Psalidodon brachypterygium bears enough of a resemblance to congener Astyanax cremnobates that the two have been considered for synonymy by some researchers. Several morphometric differences exist, however. P. cremnobates has a larger eye diameter, more anal-fin rays, and a thinner caudal peduncle in comparison to P. brachypterygium; further, the native ranges are different. P. cremnobates is also ~3 cm (~1 in) longer than P. brachypterygium.

Another species, Psalidodon pampa, bears further similarities to P. brachypterygium, but can be told apart by its much longer anal-fin base in comparison.

=== Sexual dimorphism ===
Male specimens of P. brachypterygium have bony hooks on the rays of the anal and pelvic fins. Males also have longer pelvic fins than females. The anal fin is smoothly concave in female specimens, while it is straight in males. Females are also generally longer than males, by slightly less than a centimeter.

== Distribution and ecology ==
Psalidodon brachypterygium is endemic to headwater streams of the upper Uruguay and Jacuí River basins in Brazil. This distribution is considered relatively restricted, which is not uncommon for species in the P. scabripinnis complex. Amongst sites with specific occurrence records, it is relatively more common in the Lajeadinho stream, and slightly less so in the Marco river.

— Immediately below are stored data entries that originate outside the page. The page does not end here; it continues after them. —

//! HTTP fetcher resolving cache keys against a configured base URL.

use async_trait::async_trait;
use color_eyre::{eyre::eyre, Result};
use std::time::Duration;
use url::Url;

use super::RemoteFetcher;
use crate::cache::Payload;
use crate::config::{Config, RemoteConfig};
use crate::error::FetchError;

/// HTTP fetcher resolving cache keys against a base URL.
#[derive(Clone)]
pub struct HttpFetcher {
  client: reqwest::Client,
  base_url: Url,
  token: Option<String>,
}

impl HttpFetcher {
  pub fn new(remote: &RemoteConfig, token: Option<String>) -> Result<Self> {
    let base_url = Url::parse(&remote.base_url)
      .map_err(|e| eyre!("Invalid base URL {}: {}", remote.base_url, e))?;

    let client = reqwest::Client::builder()
      .timeout(Duration::from_secs(remote.timeout_secs))
      .user_agent(concat!("cachewise/", env!("CARGO_PKG_VERSION")))
      .build()
      .map_err(|e| eyre!("Failed to create HTTP client: {}", e))?;

    Ok(Self {
      client,
      base_url,
      token,
    })
  }

  /// Build a fetcher from the loaded configuration and the token env var.
  pub fn from_config(config: &Config) -> Result<Self> {
    Self::new(&config.remote, Config::get_api_token())
  }

  /// Resolve a key into the request URL.
  ///
  /// Keys are treated as relative references, so a base URL without a
  /// trailing slash replaces its last path segment. A key that resolves to
  /// another scheme, host or port is rejected; the bearer token only goes
  /// to the configured origin.
  pub fn url_for(&self, key: &str) -> Result<Url, FetchError> {
    let url = self
      .base_url
      .join(key.trim_start_matches('/'))
      .map_err(|e| FetchError::Network(format!("Invalid key {}: {}", key, e)))?;

    if url.origin() != self.base_url.origin() {
      return Err(FetchError::Network(format!(
        "Key {} resolves outside {}",
        key,
        self.base_url.origin().ascii_serialization()
      )));
    }

    Ok(url)
  }
}

#[async_trait]
impl RemoteFetcher for HttpFetcher {
  async fn fetch(&self, key: &str) -> Result<Payload, FetchError> {
    let url = self.url_for(key)?;

    let mut request = self.client.get(url.clone());
    if let Some(token) = &self.token {
      request = request.bearer_auth(token);
    }

    let response = request
      .send()
      .await
      .map_err(|e| FetchError::Network(format!("Failed to fetch {}: {}", url, e)))?;

    let status = response.status();
    if !status.is_success() {
      tracing::debug!(%url, code = status.as_u16(), "remote returned non-success status");
      return Err(FetchError::HttpStatus {
        code: status.as_u16(),
      });
    }

    let body = response
      .bytes()
      .await
      .map_err(|e| FetchError::Network(format!("Failed to read body from {}: {}", url, e)))?;

    // Non-JSON bodies are kept as a string value
    Ok(serde_json::from_slice(&body).unwrap_or_else(|_| {
      Payload::String(String::from_utf8_lossy(&body).into_owned())
    }))
  }
}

Psalidodon brachypterygium was originally collected at an elevation of 1050 m, but it can be collected as far as 1100 to 1200 m above sea level. In these locales, biodiversity is low, which makes for fewer sympatric species; however, those collected alongside it include Pareiorhaphis hystrix, Rhamdia quelen, and Jenynsia eirmostigma. It generally prefers shallow streams with a healthy flow. Dietary needs are unknown.

The Lajeadinho stream floods on a regular basis, and is surrounded by floodplains as a result. Unsurprisingly, the locale is subject to significant rainfall, though not on a constant basis. The Marco river is a waterway with a strong current and rocky substrate, as well as a sparse riparian zone.

== Conservation status ==
Psalidodon brachypterygium has been evaluated by the IUCN as a near threatened species. Recently, there has been a notable decline in the quality of its habitat, attributable to several anthropogenic factors; these include destruction of the riparian zones, introduction of invasive species, and the construction of hydroelectric dams.